Anladınız, şu malum bayrak krizini müteakip, kendi iradem dışında da olsa, Erdoğan’ın belagatine maruz kaldım.
Şunu anladım (kimse kusura bakmasın):
Eğer hepiniz, sayın Erdoğan’ın yapmanızı istediği şeyi bihakkın yerine getirirse, Erdoğan şahane bir Başbakanlık yapacak. Hepiniz mutlu, mesut, yeni Türkiye’de yaşayacaksınız. E, neden yapmıyorsunuz? Neden üzüyorsunuz asrın liderini?
Sen! Neden garnizonun duvarından atlayıp, Türk bayrağını gönderden indiriyorsun? Yapmasan hem senin için, hem herkes için, hem yeni Türkiye için daha iyi olmayacak mı? Bak, Erdoğan için de iyi olacak ama onu saymıyorum. Çünkü kendisi için bir şey istemiyor o, senin için, bizim için istiyor.

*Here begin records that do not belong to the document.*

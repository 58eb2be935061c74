//! Administrator-only management of user accounts.

use std::sync::Arc;

use tracing::info;

use super::ports::UserDirectory;
use super::{Error, NewUserAccount, Role, Session, UserAccount, UserAccountId};

/// Lists, creates and (de)activates accounts for administrators.
#[derive(Clone)]
pub struct UserAdministration {
    directory: Arc<dyn UserDirectory>,
}

impl UserAdministration {
    /// Service over the given directory.
    pub fn new(directory: Arc<dyn UserDirectory>) -> Self {
        Self { directory }
    }

    /// Every account known to the backend.
    pub async fn list(&self, session: &Session) -> Result<Vec<UserAccount>, Error> {
        require_admin(session)?;
        Ok(self.directory.list_users(session.token()).await?)
    }

    /// Create an account.
    pub async fn create(
        &self,
        session: &Session,
        account: &NewUserAccount,
    ) -> Result<UserAccount, Error> {
        require_admin(session)?;
        let created = self
            .directory
            .create_user(session.token(), account)
            .await?;
        info!(user_id = %created.id, role = %created.role, actor = %session.email(), "user created");
        Ok(created)
    }

    /// Activate or deactivate an account.
    pub async fn set_active(
        &self,
        session: &Session,
        id: &UserAccountId,
        active: bool,
    ) -> Result<UserAccount, Error> {
        require_admin(session)?;
        let updated = self
            .directory
            .set_active(session.token(), id, active)
            .await?;
        info!(user_id = %id, active, actor = %session.email(), "user status changed");
        Ok(updated)
    }
}

fn require_admin(session: &Session) -> Result<(), Error> {
    if session.role() == Role::Admin {
        Ok(())
    } else {
        Err(Error::forbidden("user administration requires the ADMIN role"))
    }
}
//! Request middleware.
//!
//! Purpose: request lifecycle concerns shared by every route, currently the
//! trace identifier.

pub mod trace;

pub use trace::Trace;
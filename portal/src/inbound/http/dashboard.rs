//! Dashboard landing page and the reactive EMI preview.
//!
//! ```text
//! GET /dashboard
//! GET /dashboard/emi-preview?amount=500000&tenureMonths=36&interestRate=11.5
//! ```

use actix_web::{get, web};
use serde::{Deserialize, Serialize};

use super::ApiResult;
use super::guard::enter;
use super::schemas::{DashboardStatsSchema, ErrorSchema};
use super::session::SessionContext;
use super::state::HttpState;
use crate::domain::{DashboardStats, EmiBreakdown, PortalRoute, Role, emi_preview};

/// Landing view after login.
#[derive(Debug, Serialize, utoipa::ToSchema)]
#[serde(rename_all = "camelCase")]
pub struct DashboardView {
    #[schema(example = "user@loanapp.com")]
    pub email: String,
    #[schema(example = "USER")]
    pub role: String,
    #[schema(value_type = DashboardStatsSchema)]
    pub stats: DashboardStats,
    /// Listing the status counters link to.
    #[schema(example = "/dashboard/loans")]
    pub listing_target: &'static str,
}

/// Raw form inputs of the EMI preview.
///
/// Every value is optional text: the form recomputes while the user types,
/// so anything that does not parse is treated as not entered yet.
#[derive(Debug, Default, Deserialize, utoipa::IntoParams)]
#[serde(rename_all = "camelCase")]
#[into_params(parameter_in = Query)]
pub struct EmiPreviewQuery {
    #[param(example = "500000")]
    pub amount: Option<String>,
    #[param(example = "36")]
    pub tenure_months: Option<String>,
    /// Annual rate in percent.
    #[param(example = "11.5")]
    pub interest_rate: Option<String>,
}

impl EmiPreviewQuery {
    fn preview(&self) -> Option<EmiBreakdown> {
        emi_preview(
            parse_input(self.amount.as_deref()),
            parse_input(self.tenure_months.as_deref()),
            parse_input(self.interest_rate.as_deref()),
        )
    }
}

fn parse_input<T: std::str::FromStr>(raw: Option<&str>) -> Option<T> {
    raw.map(str::trim)
        .filter(|value| !value.is_empty())
        .and_then(|value| value.parse().ok())
}

/// EMI outputs; all `null` until the inputs are computable.
#[derive(Debug, Default, PartialEq, Eq, Serialize, utoipa::ToSchema)]
#[serde(rename_all = "camelCase")]
pub struct EmiPreviewView {
    pub emi: Option<i64>,
    pub total_interest: Option<i64>,
    pub total_payable: Option<i64>,
}

impl From<Option<EmiBreakdown>> for EmiPreviewView {
    fn from(value: Option<EmiBreakdown>) -> Self {
        value.map_or_else(Self::default, |breakdown| Self {
            emi: Some(breakdown.emi),
            total_interest: Some(breakdown.total_interest),
            total_payable: Some(breakdown.total_payable),
        })
    }
}

pub(super) fn listing_target(role: Role) -> &'static str {
    match role {
        Role::Admin => PortalRoute::ReviewLoans.path(),
        Role::User => PortalRoute::Loans.path(),
    }
}

/// Dashboard with per-status counts over the loans visible to the caller.
#[utoipa::path(
    get,
    path = "/dashboard",
    responses(
        (status = 200, description = "Dashboard", body = DashboardView),
        (status = 303, description = "No session; redirect to /login"),
        (status = 503, description = "Backend unavailable", body = ErrorSchema)
    ),
    tags = ["dashboard"],
    operation_id = "dashboard"
)]
#[get("/dashboard")]
pub async fn dashboard(
    state: web::Data<HttpState>,
    session: SessionContext,
) -> ApiResult<web::Json<DashboardView>> {
    let current = enter(&state, &session, PortalRoute::Dashboard).await?;
    let stats = session.settle(state.listing.dashboard_stats(&current).await)?;
    Ok(web::Json(DashboardView {
        email: current.email().to_string(),
        role: current.role().as_str().to_owned(),
        stats,
        listing_target: listing_target(current.role()),
    }))
}

/// Recompute the EMI preview for the application form.
#[utoipa::path(
    get,
    path = "/dashboard/emi-preview",
    params(EmiPreviewQuery),
    responses(
        (status = 200, description = "EMI preview", body = EmiPreviewView),
        (status = 303, description = "No session; redirect to /login")
    ),
    tags = ["loans"],
    operation_id = "emiPreview"
)]
#[get("/dashboard/emi-preview")]
pub async fn emi_preview_handler(
    state: web::Data<HttpState>,
    session: SessionContext,
    query: web::Query<EmiPreviewQuery>,
) -> ApiResult<web::Json<EmiPreviewView>> {
    enter(&state, &session, PortalRoute::ApplyLoan).await?;
    Ok(web::Json(EmiPreviewView::from(query.preview())))
}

Sen! Oradaki askerlere söylüyorum. Garnizonun duvarından atlayanı neden etkisiz hale getirmiyorsun? Görevin bu değil mi? Erdoğan kendisi mi gelip yapacak bu işi? Askerlik yan gelip yatma yeri mi? Nasıl etkisiz hale getireceğini de sen bilirsin. Pardon, elbette onu da Erdoğan bilir ama her şeyi söylemek zorunda mı? Tuttun, adamı vurdun, öldürdün diyelim. Olmaz. Yok, öldürmedin de yaraladın, belki olur, belki olmaz. Ortaya çıkacak neticeye göre bakarız artık.
Sen! Muhalif herif! Gezici! Sana söylüyorum. Bayrak inmiş, Erdoğan zaten fevkalade müteessir olmuş. Bir de neden Erdoğan’a yükleniyorsun? Yüklenme. Asrın lideri üzülüyor, görmüyor musun? Zaten bütün bunlar senin işin. Sen Gezi’de denedin, olmadı. 17-25 Aralık’ta denedin, olmadı. Şimdi de Kürtleri kışkırtıyorsun. Deneme yahu. Erdoğan’ın sabrının sınırını test etme. Kusura da bakma.

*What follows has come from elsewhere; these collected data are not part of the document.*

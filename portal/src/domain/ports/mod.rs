//! Domain ports for the hexagonal boundary.
//!
//! All three ports face the backend collaborator. Outbound adapters implement
//! them over REST or in memory; services depend only on the traits.

mod macros;
pub(crate) use macros::define_port_error;

mod auth_gateway;
mod gateway_error;
mod loan_gateway;
mod user_directory;

#[cfg(test)]
pub use auth_gateway::MockAuthGateway;
pub use auth_gateway::AuthGateway;
pub use gateway_error::GatewayError;
#[cfg(test)]
pub use loan_gateway::MockLoanGateway;
pub use loan_gateway::LoanGateway;
#[cfg(test)]
pub use user_directory::MockUserDirectory;
pub use user_directory::UserDirectory;
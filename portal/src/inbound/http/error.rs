//! HTTP adapter mapping for domain errors.
//!
//! Purpose: keep the domain error type HTTP-agnostic while turning failures
//! into the portal's navigation outcomes. Authentication, authorisation and
//! missing-record failures become `303 See Other` redirects; policy
//! violations and backend refusals become JSON error bodies. Every response
//! carries the `Trace-Id` header when the error captured one.

use actix_web::http::header::{self, HeaderName};
use actix_web::{HttpResponse, ResponseError, http::StatusCode};
use tracing::error;

use crate::domain::{Error, ErrorCode, PortalRoute, TRACE_ID_HEADER};

pub use crate::domain::ApiResult;

/// Listing location used when a referenced loan no longer exists.
pub const LOAN_NOT_FOUND_LOCATION: &str = "/dashboard/loans?notice=loan-not-found";

fn status_for(code: ErrorCode) -> StatusCode {
    match code {
        ErrorCode::InvalidRequest => StatusCode::BAD_REQUEST,
        ErrorCode::Unauthorized | ErrorCode::Forbidden | ErrorCode::NotFound => {
            StatusCode::SEE_OTHER
        }
        ErrorCode::ActionForbidden => StatusCode::FORBIDDEN,
        ErrorCode::InvalidTransition | ErrorCode::EditNotAllowed | ErrorCode::ActionInFlight => {
            StatusCode::CONFLICT
        }
        ErrorCode::MissingReason => StatusCode::UNPROCESSABLE_ENTITY,
        ErrorCode::BackendRejection => StatusCode::BAD_GATEWAY,
        ErrorCode::ServiceUnavailable => StatusCode::SERVICE_UNAVAILABLE,
        ErrorCode::InternalError => StatusCode::INTERNAL_SERVER_ERROR,
    }
}

/// Redirect target for codes that navigate instead of reporting.
pub fn redirect_for(code: ErrorCode) -> Option<&'static str> {
    match code {
        ErrorCode::Unauthorized => Some(PortalRoute::Login.path()),
        ErrorCode::Forbidden => Some(PortalRoute::Dashboard.path()),
        ErrorCode::NotFound => Some(LOAN_NOT_FOUND_LOCATION),
        _ => None,
    }
}

fn redact_if_internal(error: &Error) -> Error {
    if matches!(error.code(), ErrorCode::InternalError) {
        let mut redacted = Error::internal("Internal server error");
        if let Some(id) = error.trace_id() {
            redacted = redacted.with_trace_id(id.to_owned());
        }
        redacted
    } else {
        error.clone()
    }
}

impl ResponseError for Error {
    fn status_code(&self) -> StatusCode {
        status_for(self.code())
    }

    fn error_response(&self) -> HttpResponse {
        let mut builder = HttpResponse::build(self.status_code());
        if let Some(id) = self.trace_id() {
            builder.insert_header((HeaderName::from_static(TRACE_ID_HEADER), id.to_owned()));
        }
        if let Some(location) = redirect_for(self.code()) {
            builder.insert_header((header::LOCATION, location));
        }

        builder.json(redact_if_internal(self))
    }
}

impl From<actix_web::Error> for Error {
    fn from(err: actix_web::Error) -> Self {
        error!(error = %err, "actix error promoted to domain error");
        Error::internal("Internal server error")
    }
}
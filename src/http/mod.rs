//! HTTP protocol handling subsystem.
//!
//! # Data Flow
//! ```text
//! TCP connection
//!     → server.rs (Axum setup, middleware stack)
//!     → handlers.rs (parse endpoint + params, strip use_mock)
//!     → routing (endpoint lookup)
//!     → gateway (cache / breaker / throttle / upstream / fallback)
//!     → JSON body with from_cache + is_mock
//! ```

pub mod handlers;
pub mod server;

pub use server::{AppState, HttpServer};
//! OS signal handling.

/// Resolve on Ctrl-C, or SIGTERM on unix.
pub async fn wait_for_shutdown_signal() {
    let ctrl_c = async {
        if let Err(e) = tokio::signal::ctrl_c().await {
            tracing::error!(error = %e, "Failed to listen for Ctrl-C");
            std::future::pending::<()>().await;
        }
    };

    #[cfg(unix)]
    let terminate = async {
        match tokio::signal::unix::signal(tokio::signal::unix::SignalKind::terminate()) {
            Ok(mut stream) => {
                stream.recv().await;
            }
            Err(e) => {
                tracing::error!(error = %e, "Failed to install SIGTERM handler");
                std::future::pending::<()>().await;
            }
        }
    };

    #[cfg(not(unix))]
    let terminate = std::future::pending::<()>();

    tokio::select! {
        _ = ctrl_c => tracing::info!("Received Ctrl-C"),
        _ = terminate => tracing::info!("Received SIGTERM"),
    }
}
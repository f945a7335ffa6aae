//! Static fallback payloads.

use std::collections::{BTreeMap, HashMap};

use serde_json::{json, Map, Value};

use crate::config::EndpointConfig;

/// Serves each endpoint's configured placeholder payload.
#[derive(Debug, Clone, Default)]
pub struct StaticFallback {
    payloads: HashMap<String, Value>,
}

impl StaticFallback {
    pub fn from_endpoints(endpoints: &[EndpointConfig]) -> Self {
        let payloads = endpoints
            .iter()
            .filter_map(|e| e.fallback.clone().map(|payload| (e.name.clone(), payload)))
            .collect();
        Self { payloads }
    }

    /// Placeholder for `endpoint`, echoing the request parameters.
    ///
    /// Object payloads get a `params` field; anything else is wrapped as
    /// `{"data": payload, "params": ...}`.
    pub fn payload_for(&self, endpoint: &str, params: &BTreeMap<String, String>) -> Value {
        let mut body = match self.payloads.get(endpoint) {
            Some(Value::Object(map)) => map.clone(),
            Some(other) => {
                let mut map = Map::new();
                map.insert("data".to_string(), other.clone());
                map
            }
            None => {
                let mut map = Map::new();
                map.insert("data".to_string(), Value::Null);
                map
            }
        };
        body.insert("params".to_string(), json!(params));
        Value::Object(body)
    }
}

#[cfg(test)]
mod tests {
    use super::*;

    fn endpoint(name: &str, fallback: Option<Value>) -> EndpointConfig {
        EndpointConfig {
            name: name.into(),
            path: format!("/{name}"),
            ttl_secs: None,
            cacheable: true,
            fallback,
        }
    }

    #[test]
    fn test_object_payload_gets_params() {
        let fallback = StaticFallback::from_endpoints(&[endpoint(
            "trending_searches",
            Some(json!({ "trending_searches": ["Netflix", "YouTube"] })),
        )]);
        let params = BTreeMap::from([("country".to_string(), "brazil".to_string())]);

        let body = fallback.payload_for("trending_searches", &params);
        assert_eq!(body["trending_searches"][0], "Netflix");
        assert_eq!(body["params"]["country"], "brazil");
    }

    #[test]
    fn test_non_object_payload_is_wrapped() {
        let fallback = StaticFallback::from_endpoints(&[endpoint("series", Some(json!([1, 2, 3])))]);
        let body = fallback.payload_for("series", &BTreeMap::new());
        assert_eq!(body["data"], json!([1, 2, 3]));
        assert_eq!(body["params"], json!({}));
    }

    #[test]
    fn test_missing_payload_is_null_data() {
        let fallback = StaticFallback::from_endpoints(&[endpoint("suggestions", None)]);
        let body = fallback.payload_for("suggestions", &BTreeMap::new());
        assert_eq!(body["data"], Value::Null);
    }
}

Yani 12 senedir adama şöyle ağız tadıyla bir Başbakanlık yaptırmadınız. Bir sabah kalktığında da, “hah, tamam herkes söz dinliyor, ne güzel” dese, çok mu? Bir gün olsun hepiniz Erdoğan’ın size tevdi ettiği vazifeleri hakkıyla yapamayacak mısınız? Ne biçim milletsiniz siz be! Kiminiz madende ölür, kiminiz Cemevinde… Erdoğan’ın hasımlarına malzeme verirsiniz. Zaten cedleriniz de onun asrın projesini yapacağı yörede bir yığın ağaç yetişmesine göz yummuşlar. Kes Allah kes, onlarla uğraşılacak.
***
Aklıma da şu geldi (kimse kusura bakmasın):
Erdoğan! Sana söylüyorum! Bu kafayla sen, bir mahalle maçı organize etsen, seni o maçta oynatmazlar. “Bana ne, top benim” diye mızıkçılık edip oynama şansı bulsan, beşinci dakikayı bulmaz, topunu eline verir, seni de evine yollarlar. Kusura bakma. (Veya istersen bak, keyfin bilir.)

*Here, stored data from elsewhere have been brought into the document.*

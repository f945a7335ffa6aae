//! Configuration schema definitions.
//!
//! This module defines the complete configuration structure for the gateway.
//! All types derive Serde traits for deserialization from config files.

use serde::{Deserialize, Serialize};
use serde_json::{json, Value};

/// Root configuration for the resilience gateway.
#[derive(Debug, Clone, PartialEq, Deserialize, Serialize)]
#[serde(default)]
pub struct GatewayConfig {
    /// Listener configuration (bind address, concurrency).
    pub listener: ListenerConfig,

    /// Timeout configuration for inbound requests.
    pub timeouts: TimeoutConfig,

    /// Upstream data source settings.
    pub upstream: UpstreamConfig,

    /// Response cache settings.
    pub cache: CacheConfig,

    /// Circuit breaker settings.
    pub circuit_breaker: CircuitBreakerConfig,

    /// Request pacing and identity rotation.
    pub throttle: ThrottleConfig,

    /// Endpoints exposed under `/api/{name}`.
    ///
    /// Omitting the key keeps the built-in endpoints; any `[[endpoints]]`
    /// entry replaces them all.
    pub endpoints: Vec<EndpointConfig>,

    /// Observability settings.
    pub observability: ObservabilityConfig,

    #[serde(default)]
    pub admin: AdminConfig,
}

impl Default for GatewayConfig {
    fn default() -> Self {
        Self {
            listener: ListenerConfig::default(),
            timeouts: TimeoutConfig::default(),
            upstream: UpstreamConfig::default(),
            cache: CacheConfig::default(),
            circuit_breaker: CircuitBreakerConfig::default(),
            throttle: ThrottleConfig::default(),
            endpoints: default_endpoints(),
            observability: ObservabilityConfig::default(),
            admin: AdminConfig::default(),
        }
    }
}

/// Listener configuration.
#[derive(Debug, Clone, PartialEq, Deserialize, Serialize)]
#[serde(default)]
pub struct ListenerConfig {
    /// Bind address (e.g., "0.0.0.0:8000").
    pub bind_address: String,

    /// Maximum requests processed concurrently (backpressure).
    pub max_concurrent_requests: usize,
}

impl Default for ListenerConfig {
    fn default() -> Self {
        Self {
            bind_address: "0.0.0.0:8000".to_string(),
            max_concurrent_requests: 1_024,
        }
    }
}

/// Timeout configuration for inbound requests.
#[derive(Debug, Clone, PartialEq, Deserialize, Serialize)]
#[serde(default)]
pub struct TimeoutConfig {
    /// Total time allowed for one inbound request, throttle delay included.
    pub request_secs: u64,
}

impl Default for TimeoutConfig {
    fn default() -> Self {
        Self { request_secs: 120 }
    }
}

/// Upstream data source configuration.
#[derive(Debug, Clone, PartialEq, Deserialize, Serialize)]
#[serde(default)]
pub struct UpstreamConfig {
    /// Base URL every endpoint path is appended to.
    pub base_url: String,

    /// Connection establishment timeout in seconds.
    pub connect_timeout_secs: u64,

    /// Upstream request timeout in seconds.
    pub request_timeout_secs: u64,
}

impl Default for UpstreamConfig {
    fn default() -> Self {
        Self {
            base_url: "http://127.0.0.1:9000".to_string(),
            connect_timeout_secs: 30,
            request_timeout_secs: 60,
        }
    }
}

/// Response cache configuration.
#[derive(Debug, Clone, PartialEq, Deserialize, Serialize)]
#[serde(default)]
pub struct CacheConfig {
    /// Default time-to-live for cached responses in seconds.
    pub ttl_secs: u64,

    /// Interval of the background expiry sweep in seconds (0 = lazy expiry only).
    pub sweep_interval_secs: u64,
}

impl Default for CacheConfig {
    fn default() -> Self {
        Self {
            ttl_secs: 3_600,
            sweep_interval_secs: 0,
        }
    }
}

/// Circuit breaker configuration.
#[derive(Debug, Clone, PartialEq, Deserialize, Serialize)]
#[serde(default)]
pub struct CircuitBreakerConfig {
    /// Consecutive failures before the circuit opens.
    pub failure_threshold: u32,

    /// Seconds the circuit stays open before a probe is allowed.
    pub timeout_secs: u64,
}

impl Default for CircuitBreakerConfig {
    fn default() -> Self {
        Self {
            failure_threshold: 3,
            timeout_secs: 300,
        }
    }
}

/// Throttle configuration: randomized delay bounds and identity pool.
#[derive(Debug, Clone, PartialEq, Deserialize, Serialize)]
#[serde(default)]
pub struct ThrottleConfig {
    /// Lower bound of the pre-request delay in milliseconds.
    pub min_delay_ms: u64,

    /// Upper bound of the pre-request delay in milliseconds.
    pub max_delay_ms: u64,

    /// Client identities (sent as `User-Agent`) rotated across requests.
    pub identities: Vec<String>,
}

impl Default for ThrottleConfig {
    fn default() -> Self {
        Self {
            min_delay_ms: 5_000,
            max_delay_ms: 15_000,
            identities: default_identities(),
        }
    }
}

fn default_identities() -> Vec<String> {
    [
        "Mozilla/5.0 (Windows NT 10.0; Win64; x64) AppleWebKit/537.36 (KHTML, like Gecko) Chrome/120.0.0.0 Safari/537.36",
        "Mozilla/5.0 (Macintosh; Intel Mac OS X 10_15_7) AppleWebKit/537.36 (KHTML, like Gecko) Chrome/120.0.0.0 Safari/537.36",
        "Mozilla/5.0 (Windows NT 10.0; Win64; x64; rv:121.0) Gecko/20100101 Firefox/121.0",
        "Mozilla/5.0 (Macintosh; Intel Mac OS X 10_15_7) AppleWebKit/605.1.15 (KHTML, like Gecko) Version/17.1 Safari/605.1.15",
        "Mozilla/5.0 (X11; Linux x86_64) AppleWebKit/537.36 (KHTML, like Gecko) Chrome/120.0.0.0 Safari/537.36",
    ]
    .into_iter()
    .map(String::from)
    .collect()
}

/// A gateway endpoint backed by one upstream path.
#[derive(Debug, Clone, PartialEq, Deserialize, Serialize)]
pub struct EndpointConfig {
    /// Endpoint identifier, used in the route and the cache key.
    pub name: String,

    /// Upstream path appended to `upstream.base_url`.
    pub path: String,

    /// Per-endpoint TTL override in seconds.
    #[serde(default)]
    pub ttl_secs: Option<u64>,

    /// Whether live results are cached (default: true).
    #[serde(default = "default_cacheable")]
    pub cacheable: bool,

    /// Static payload served when the live path is unavailable.
    #[serde(default)]
    pub fallback: Option<Value>,
}

fn default_cacheable() -> bool {
    true
}

/// Trending searches, interest over time and (uncached) suggestions.
pub fn default_endpoints() -> Vec<EndpointConfig> {
    vec![
        EndpointConfig {
            name: "trending_searches".to_string(),
            path: "/trending-searches".to_string(),
            ttl_secs: None,
            cacheable: true,
            fallback: Some(json!({
                "country": "brazil",
                "trending_searches": [
                    "Inteligência Artificial",
                    "ChatGPT",
                    "Copa do Mundo",
                    "Eleições 2024",
                    "Bitcoin",
                ],
            })),
        },
        EndpointConfig {
            name: "interest_over_time".to_string(),
            path: "/interest-over-time".to_string(),
            ttl_secs: Some(1_800),
            cacheable: true,
            fallback: Some(json!({ "keywords": ["Python"], "data": [] })),
        },
        EndpointConfig {
            name: "suggestions".to_string(),
            path: "/suggestions".to_string(),
            ttl_secs: None,
            cacheable: false,
            fallback: Some(json!({ "suggestions": [] })),
        },
    ]
}

/// Observability configuration.
#[derive(Debug, Clone, PartialEq, Deserialize, Serialize)]
#[serde(default)]
pub struct ObservabilityConfig {
    /// Log level (trace, debug, info, warn, error).
    pub log_level: String,

    /// Log line format ("pretty" or "compact").
    pub log_format: String,

    /// Enable metrics endpoint.
    pub metrics_enabled: bool,

    /// Metrics endpoint bind address.
    pub metrics_address: String,
}

impl Default for ObservabilityConfig {
    fn default() -> Self {
        Self {
            log_level: "info".to_string(),
            log_format: "pretty".to_string(),
            metrics_enabled: false,
            metrics_address: "0.0.0.0:9090".to_string(),
        }
    }
}

/// Shipped admin key. Startup warns while it is still in use.
pub const PLACEHOLDER_ADMIN_KEY: &str = "CHANGE_ME_IN_PRODUCTION";

/// Admin API configuration.
#[derive(Debug, Clone, PartialEq, Deserialize, Serialize)]
#[serde(default)]
pub struct AdminConfig {
    /// Enable the admin API.
    pub enabled: bool,

    /// API key for authentication (Bearer token).
    pub api_key: String,
}

impl Default for AdminConfig {
    fn default() -> Self {
        Self {
            enabled: true,
            api_key: PLACEHOLDER_ADMIN_KEY.to_string(),
        }
    }
}

#[cfg(test)]
mod tests {
    use super::*;

    #[test]
    fn test_defaults_match_documented_values() {
        let config = GatewayConfig::default();
        assert_eq!(config.cache.ttl_secs, 3_600);
        assert_eq!(config.circuit_breaker.failure_threshold, 3);
        assert_eq!(config.circuit_breaker.timeout_secs, 300);
        assert_eq!(config.throttle.min_delay_ms, 5_000);
        assert_eq!(config.throttle.max_delay_ms, 15_000);
        assert_eq!(config.throttle.identities.len(), 5);
        assert!(config.admin.enabled);

        let names: Vec<_> = config.endpoints.iter().map(|e| e.name.as_str()).collect();
        assert_eq!(names, ["trending_searches", "interest_over_time", "suggestions"]);
        assert!(config.endpoints.iter().all(|e| e.fallback.is_some()));
        assert!(!config.endpoints[2].cacheable);
    }

    #[test]
    fn test_config_without_endpoints_keeps_builtin_ones() {
        let config: GatewayConfig = toml::from_str("[cache]\nttl_secs = 60\n").unwrap();
        assert_eq!(config.endpoints, default_endpoints());
    }

    #[test]
    fn test_partial_toml_fills_defaults() {
        let raw = r#"
            [circuit_breaker]
            failure_threshold = 5

            [[endpoints]]
            name = "trending_searches"
            path = "/trending"
            fallback = { trending_searches = ["a", "b"] }

            [[endpoints]]
            name = "suggestions"
            path = "/suggest"
            cacheable = false
        "#;
        let config: GatewayConfig = toml::from_str(raw).unwrap();

        assert_eq!(config.circuit_breaker.failure_threshold, 5);
        assert_eq!(config.circuit_breaker.timeout_secs, 300);
        assert_eq!(config.endpoints.len(), 2);
        assert!(config.endpoints[0].cacheable);
        assert_eq!(
            config.endpoints[0].fallback.as_ref().unwrap()["trending_searches"][1],
            "b"
        );
        assert!(!config.endpoints[1].cacheable);
        assert!(config.endpoints[1].fallback.is_none());
    }
}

Aşikar ama yine de açıklayayım: Mahallede top oynamayı göze almışsan, birileri sana çalım atacak, birileri faul yapacak, birileri gol atacak. Çalım atanı polis marifetiyle, faul yapanı yalakalarına linç ettirerek, gol atanı tehdit ederek oyun dışı bırakmak marifet değil. Zaten marifetten nasibin de yok. Bu memleket Çiller’den ve Yılmaz’dan daha vasıfsızını artık görmez diyordum, sen sıradaymışsın.
Al topunu git. Uzak olsun, sesin gelmesin de nereye gidersen git. Kusura da bakma.
Veya bak yahu.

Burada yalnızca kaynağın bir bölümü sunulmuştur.